-- Material supplied follows --

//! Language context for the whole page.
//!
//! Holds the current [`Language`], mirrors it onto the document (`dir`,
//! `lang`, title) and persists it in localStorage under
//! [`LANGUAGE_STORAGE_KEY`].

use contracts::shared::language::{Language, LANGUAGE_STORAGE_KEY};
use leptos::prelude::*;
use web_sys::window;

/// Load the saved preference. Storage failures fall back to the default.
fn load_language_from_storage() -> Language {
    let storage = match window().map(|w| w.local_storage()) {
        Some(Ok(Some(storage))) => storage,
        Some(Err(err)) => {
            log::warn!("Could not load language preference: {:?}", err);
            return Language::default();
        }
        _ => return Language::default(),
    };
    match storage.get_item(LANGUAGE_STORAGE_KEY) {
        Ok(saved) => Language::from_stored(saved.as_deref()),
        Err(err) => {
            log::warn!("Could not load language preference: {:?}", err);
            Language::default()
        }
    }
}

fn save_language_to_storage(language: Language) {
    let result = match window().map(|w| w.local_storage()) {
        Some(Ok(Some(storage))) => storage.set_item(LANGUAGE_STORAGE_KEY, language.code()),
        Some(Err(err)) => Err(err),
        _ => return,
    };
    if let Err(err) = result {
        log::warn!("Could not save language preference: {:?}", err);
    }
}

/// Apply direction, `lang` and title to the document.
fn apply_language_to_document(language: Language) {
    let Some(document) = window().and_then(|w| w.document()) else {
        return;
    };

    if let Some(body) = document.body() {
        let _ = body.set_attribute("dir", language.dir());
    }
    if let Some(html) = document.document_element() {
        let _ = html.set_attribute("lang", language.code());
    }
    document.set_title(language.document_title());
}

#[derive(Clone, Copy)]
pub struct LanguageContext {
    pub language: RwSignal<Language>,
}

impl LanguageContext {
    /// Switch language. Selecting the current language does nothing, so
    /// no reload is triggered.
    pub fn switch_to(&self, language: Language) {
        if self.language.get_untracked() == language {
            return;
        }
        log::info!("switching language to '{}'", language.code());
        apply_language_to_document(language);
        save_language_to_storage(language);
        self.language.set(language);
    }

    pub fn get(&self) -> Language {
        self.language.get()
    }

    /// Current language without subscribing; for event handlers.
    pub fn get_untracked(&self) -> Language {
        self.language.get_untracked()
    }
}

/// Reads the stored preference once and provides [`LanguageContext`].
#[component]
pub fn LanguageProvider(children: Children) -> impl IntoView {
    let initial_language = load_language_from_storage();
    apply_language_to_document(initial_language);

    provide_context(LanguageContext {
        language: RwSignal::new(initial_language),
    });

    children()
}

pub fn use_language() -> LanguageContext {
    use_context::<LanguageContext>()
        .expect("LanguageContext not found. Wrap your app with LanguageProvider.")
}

-- Material supplied concluded --
-- Material supplied follows --

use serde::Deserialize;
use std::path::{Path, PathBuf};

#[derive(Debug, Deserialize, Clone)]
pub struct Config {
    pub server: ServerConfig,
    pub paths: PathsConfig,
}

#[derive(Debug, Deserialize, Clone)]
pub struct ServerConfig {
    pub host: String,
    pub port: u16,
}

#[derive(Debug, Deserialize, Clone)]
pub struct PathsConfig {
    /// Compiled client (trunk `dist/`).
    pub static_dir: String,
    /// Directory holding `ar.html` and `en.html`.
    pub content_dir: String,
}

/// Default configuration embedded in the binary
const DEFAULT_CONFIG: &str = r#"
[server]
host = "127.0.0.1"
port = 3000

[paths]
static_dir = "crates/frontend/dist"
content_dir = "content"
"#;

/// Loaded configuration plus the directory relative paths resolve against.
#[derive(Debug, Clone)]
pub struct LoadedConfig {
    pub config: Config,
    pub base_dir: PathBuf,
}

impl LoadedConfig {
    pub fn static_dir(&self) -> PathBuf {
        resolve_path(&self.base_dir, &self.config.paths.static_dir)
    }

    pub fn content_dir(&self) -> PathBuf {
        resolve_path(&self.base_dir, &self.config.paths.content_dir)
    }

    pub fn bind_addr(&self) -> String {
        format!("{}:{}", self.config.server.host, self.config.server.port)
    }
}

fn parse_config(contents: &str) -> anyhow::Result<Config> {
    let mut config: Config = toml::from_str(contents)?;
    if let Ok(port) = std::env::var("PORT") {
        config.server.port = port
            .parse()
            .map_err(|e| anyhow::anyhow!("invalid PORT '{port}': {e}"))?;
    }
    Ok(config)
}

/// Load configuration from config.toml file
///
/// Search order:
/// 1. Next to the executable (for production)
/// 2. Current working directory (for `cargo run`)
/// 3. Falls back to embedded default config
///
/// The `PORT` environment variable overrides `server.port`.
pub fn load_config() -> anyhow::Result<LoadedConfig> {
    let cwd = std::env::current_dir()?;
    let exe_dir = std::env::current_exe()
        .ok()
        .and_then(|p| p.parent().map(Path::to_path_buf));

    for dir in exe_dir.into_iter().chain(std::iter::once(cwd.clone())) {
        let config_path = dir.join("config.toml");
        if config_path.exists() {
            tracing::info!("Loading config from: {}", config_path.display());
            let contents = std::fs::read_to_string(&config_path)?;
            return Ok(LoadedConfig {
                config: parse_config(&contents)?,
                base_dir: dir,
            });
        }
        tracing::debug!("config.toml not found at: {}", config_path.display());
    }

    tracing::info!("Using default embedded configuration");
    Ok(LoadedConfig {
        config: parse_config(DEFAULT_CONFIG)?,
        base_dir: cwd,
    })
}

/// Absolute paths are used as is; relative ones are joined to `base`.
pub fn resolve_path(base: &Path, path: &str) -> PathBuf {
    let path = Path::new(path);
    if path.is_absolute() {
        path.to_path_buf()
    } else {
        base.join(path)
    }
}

-- Material supplied concluded --
-- Material supplied follows --

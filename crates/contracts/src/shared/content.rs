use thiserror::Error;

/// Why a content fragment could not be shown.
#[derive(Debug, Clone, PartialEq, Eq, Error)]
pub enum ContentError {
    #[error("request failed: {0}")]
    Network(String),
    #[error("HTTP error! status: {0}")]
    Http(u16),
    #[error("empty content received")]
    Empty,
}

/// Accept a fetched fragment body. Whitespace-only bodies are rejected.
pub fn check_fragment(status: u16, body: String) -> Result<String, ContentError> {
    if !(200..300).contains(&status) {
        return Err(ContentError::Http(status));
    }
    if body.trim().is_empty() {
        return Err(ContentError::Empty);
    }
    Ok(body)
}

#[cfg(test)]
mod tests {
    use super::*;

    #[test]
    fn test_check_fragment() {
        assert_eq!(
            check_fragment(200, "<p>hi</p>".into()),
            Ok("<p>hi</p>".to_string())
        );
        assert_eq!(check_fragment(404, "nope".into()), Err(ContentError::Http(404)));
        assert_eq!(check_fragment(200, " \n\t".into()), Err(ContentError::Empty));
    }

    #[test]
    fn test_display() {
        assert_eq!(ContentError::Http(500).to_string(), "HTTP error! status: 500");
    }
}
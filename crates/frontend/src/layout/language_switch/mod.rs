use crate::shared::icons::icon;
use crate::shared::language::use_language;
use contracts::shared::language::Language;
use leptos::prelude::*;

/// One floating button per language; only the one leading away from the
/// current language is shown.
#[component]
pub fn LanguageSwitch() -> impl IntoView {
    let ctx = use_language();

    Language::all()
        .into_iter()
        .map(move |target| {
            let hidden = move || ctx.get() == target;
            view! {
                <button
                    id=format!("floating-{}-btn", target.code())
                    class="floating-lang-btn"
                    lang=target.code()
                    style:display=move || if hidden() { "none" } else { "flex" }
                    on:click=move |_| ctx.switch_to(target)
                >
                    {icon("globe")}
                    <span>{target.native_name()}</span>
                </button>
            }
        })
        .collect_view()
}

-- Material supplied concluded --

**Activity**
When a line of the records includes "children", that line belongs in the answer.

**Solution to this exercise**
pub fn LanguageProvider(children: Children) -> impl IntoView {
    children()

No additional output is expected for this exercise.